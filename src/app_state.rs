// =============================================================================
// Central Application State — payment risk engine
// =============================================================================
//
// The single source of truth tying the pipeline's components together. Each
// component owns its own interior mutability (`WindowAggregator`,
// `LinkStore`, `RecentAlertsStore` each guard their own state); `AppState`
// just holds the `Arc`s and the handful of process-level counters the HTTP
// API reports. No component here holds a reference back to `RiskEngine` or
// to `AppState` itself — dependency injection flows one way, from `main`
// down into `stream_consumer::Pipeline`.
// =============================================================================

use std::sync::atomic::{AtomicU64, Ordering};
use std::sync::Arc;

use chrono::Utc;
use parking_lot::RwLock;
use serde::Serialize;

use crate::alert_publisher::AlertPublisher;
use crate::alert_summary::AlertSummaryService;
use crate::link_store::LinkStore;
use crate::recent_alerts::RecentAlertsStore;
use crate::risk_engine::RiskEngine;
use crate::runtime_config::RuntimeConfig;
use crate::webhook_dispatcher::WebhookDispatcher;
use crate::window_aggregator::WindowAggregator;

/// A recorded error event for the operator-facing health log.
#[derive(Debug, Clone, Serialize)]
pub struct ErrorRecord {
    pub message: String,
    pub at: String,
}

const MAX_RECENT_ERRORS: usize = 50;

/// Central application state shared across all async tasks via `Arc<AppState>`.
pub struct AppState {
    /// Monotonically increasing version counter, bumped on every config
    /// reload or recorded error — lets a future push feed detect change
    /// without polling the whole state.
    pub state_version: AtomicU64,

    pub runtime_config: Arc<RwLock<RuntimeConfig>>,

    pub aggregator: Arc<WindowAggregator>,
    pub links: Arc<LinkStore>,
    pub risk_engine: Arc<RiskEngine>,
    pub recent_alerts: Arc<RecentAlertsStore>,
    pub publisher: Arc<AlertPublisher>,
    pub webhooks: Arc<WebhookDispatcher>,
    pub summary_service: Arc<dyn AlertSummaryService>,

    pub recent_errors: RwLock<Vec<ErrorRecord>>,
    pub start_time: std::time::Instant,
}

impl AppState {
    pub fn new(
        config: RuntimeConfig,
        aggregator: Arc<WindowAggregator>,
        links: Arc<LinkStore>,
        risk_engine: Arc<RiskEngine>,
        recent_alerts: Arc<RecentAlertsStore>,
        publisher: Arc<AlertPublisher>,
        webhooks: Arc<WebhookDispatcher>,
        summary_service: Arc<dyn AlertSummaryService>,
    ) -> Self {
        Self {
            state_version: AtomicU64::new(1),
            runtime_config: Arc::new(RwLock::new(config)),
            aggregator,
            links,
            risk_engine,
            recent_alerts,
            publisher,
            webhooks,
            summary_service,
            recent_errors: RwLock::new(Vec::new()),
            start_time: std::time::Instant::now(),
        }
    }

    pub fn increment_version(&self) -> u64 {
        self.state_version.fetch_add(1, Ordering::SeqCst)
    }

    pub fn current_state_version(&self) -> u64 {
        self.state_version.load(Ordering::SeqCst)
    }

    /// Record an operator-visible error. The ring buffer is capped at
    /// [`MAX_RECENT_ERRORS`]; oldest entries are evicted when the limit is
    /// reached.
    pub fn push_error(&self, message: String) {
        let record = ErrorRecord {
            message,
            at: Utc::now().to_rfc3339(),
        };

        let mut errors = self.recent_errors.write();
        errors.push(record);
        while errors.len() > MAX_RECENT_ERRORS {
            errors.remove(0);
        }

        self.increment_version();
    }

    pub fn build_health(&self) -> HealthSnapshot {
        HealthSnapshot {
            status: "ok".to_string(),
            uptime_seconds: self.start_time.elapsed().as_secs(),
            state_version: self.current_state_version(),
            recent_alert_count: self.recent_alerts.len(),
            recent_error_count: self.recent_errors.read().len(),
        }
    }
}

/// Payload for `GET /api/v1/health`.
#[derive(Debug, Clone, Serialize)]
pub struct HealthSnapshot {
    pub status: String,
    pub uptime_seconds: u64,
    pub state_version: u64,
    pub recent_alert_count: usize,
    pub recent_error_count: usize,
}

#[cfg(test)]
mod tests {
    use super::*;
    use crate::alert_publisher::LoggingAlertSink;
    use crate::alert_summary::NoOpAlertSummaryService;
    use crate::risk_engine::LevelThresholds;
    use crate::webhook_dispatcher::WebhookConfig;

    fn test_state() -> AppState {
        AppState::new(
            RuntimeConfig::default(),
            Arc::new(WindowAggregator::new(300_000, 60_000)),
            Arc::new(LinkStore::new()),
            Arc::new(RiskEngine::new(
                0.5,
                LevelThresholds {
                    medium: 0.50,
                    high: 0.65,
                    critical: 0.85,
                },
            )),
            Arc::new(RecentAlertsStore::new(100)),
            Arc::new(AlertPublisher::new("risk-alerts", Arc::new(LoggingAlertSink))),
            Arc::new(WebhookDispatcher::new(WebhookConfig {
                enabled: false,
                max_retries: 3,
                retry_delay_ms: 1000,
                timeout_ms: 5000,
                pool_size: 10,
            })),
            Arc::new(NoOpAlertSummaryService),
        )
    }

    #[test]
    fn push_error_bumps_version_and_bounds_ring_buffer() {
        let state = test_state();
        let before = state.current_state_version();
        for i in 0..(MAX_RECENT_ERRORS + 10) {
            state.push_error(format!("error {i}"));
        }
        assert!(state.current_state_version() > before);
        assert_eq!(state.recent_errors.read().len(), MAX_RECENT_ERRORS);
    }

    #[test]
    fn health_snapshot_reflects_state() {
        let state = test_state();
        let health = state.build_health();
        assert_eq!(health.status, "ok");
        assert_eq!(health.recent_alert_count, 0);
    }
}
______
◆ **Instructions for the task**:
Across the data above, how many lines carry the word "before"? Only the number is needed.

◆ **Reply to the task**:
2